Few sound as comfortable with utter simplicity as Colleen Green does on her new album, Sock It To Me. Like David Byrne standing in front of the boom box beat in Stop Making Sense, it’s easy to picture Green standing in the middle of her messy bedroom, strumming a guitar with a simple drum machine half-buried in dirty laundry somewhere behind her.
The songs on her Hardly Art debut, Sock It To Me, are unabashedly wrapped in ’60s pop and minimal punk traditions, the emotions straight-forward, the intent clear. And while Green’s sleepy pop-punk songwriting is the stuff of afternoon nap dreams, it’s too bad that the vinyl single isn’t a more viable option, as the longer, slower tracks that fill the spaces between those little gems dissipate the album’s buzz.

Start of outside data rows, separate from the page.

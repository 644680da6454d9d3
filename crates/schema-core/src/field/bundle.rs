use schema_xml::XmlNode;

use crate::alias::{parse_aliases, Alias};
use crate::context::ParseContext;
use crate::error::SchemaError;
use crate::props::Props;

use super::{parse_members, Field, FieldCommon, FieldScope};

/// Ordered group of member fields serialized back to back.
#[derive(Debug, Clone, PartialEq)]
pub struct BundleField {
    pub(crate) members: Vec<Field>,
    pub(crate) aliases: Vec<Alias>,
}

impl BundleField {
    pub fn members(&self) -> &[Field] {
        &self.members
    }

    pub fn member(&self, name: &str) -> Option<&Field> {
        self.members.iter().find(|m| m.name() == name)
    }

    pub fn aliases(&self) -> &[Alias] {
        &self.aliases
    }
}

/// Split container children into member field elements and `<alias>`
/// elements, flattening a `<members>` wrapper.
fn member_nodes<'x>(children: &[&'x XmlNode]) -> (Vec<&'x XmlNode>, Vec<&'x XmlNode>) {
    let mut members = Vec::new();
    let mut aliases = Vec::new();
    for child in children {
        match child.name() {
            "alias" => aliases.push(*child),
            "members" => members.extend(child.children()),
            _ => members.push(*child),
        }
    }
    (members, aliases)
}

pub(super) fn parse(
    props: &Props<'_>,
    common: &FieldCommon,
    scope: &FieldScope<'_>,
    cx: &mut ParseContext<'_>,
) -> Result<BundleField, SchemaError> {
    let (nodes, alias_nodes) = member_nodes(props.elements());
    if nodes.is_empty() {
        return Err(SchemaError::invalid(
            props.location(),
            &common.name,
            "a bundle needs at least one member",
        ));
    }
    let members = parse_members(&nodes, &scope.nested(common), props.location(), cx)?;
    let taken: Vec<&str> = members.iter().map(Field::name).collect();
    let aliases = parse_aliases(&alias_nodes, &taken, &common.version, cx)?;
    Ok(BundleField { members, aliases })
}

#[cfg(test)]
mod tests {
    use crate::error::ErrorKind;
    use crate::field::tests::{parse_err, parse_ok};

    #[test]
    fn members_wrapper_and_aliases() {
        let field = parse_ok(
            r#"<bundle name="pos">
                <members>
                    <int name="x" type="int32"/>
                    <int name="y" type="int32"/>
                </members>
                <alias name="horizontal" field="$x"/>
            </bundle>"#,
        );
        let bundle = field.as_bundle().expect("bundle");
        assert_eq!(bundle.members().len(), 2);
        assert_eq!(bundle.aliases()[0].path(), ["x"]);
        assert_eq!(field.length(), Some(8));
    }

    #[test]
    fn alias_names_are_checked() {
        let err = parse_err(
            r#"<bundle name="b"><int name="x" type="uint8"/><alias name="x" field="x"/></bundle>"#,
        );
        assert!(matches!(err.kind(), ErrorKind::Invalid { .. }));
        let err = parse_err(
            r#"<bundle name="b"><int name="x" type="uint8"/><alias name="a" field="x"/><alias name="a" field="x"/></bundle>"#,
        );
        assert!(matches!(err.kind(), ErrorKind::Duplicate { .. }));
        let err = parse_err(r#"<bundle name="b"/>"#);
        assert!(matches!(err.kind(), ErrorKind::Invalid { .. }));
    }
}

Parts of Green’s repertoire hearken back to the early Best Coast releases: the simple “he loves me, he loves me not” lyrics, the girl group harmonies, the joyous lo-fi recording. Sometimes she’s reveling in the simplistic good times (“I really love my boyfriend,” she states off-hand on “Only One”), and at other times she’s admitting that things aren’t so easy. But even then she’s got a very blunt way of going about it. “Heavy shit on my mind,” she breathes, crumbled cement guitars rumbling behind, on “Heavy Shit”.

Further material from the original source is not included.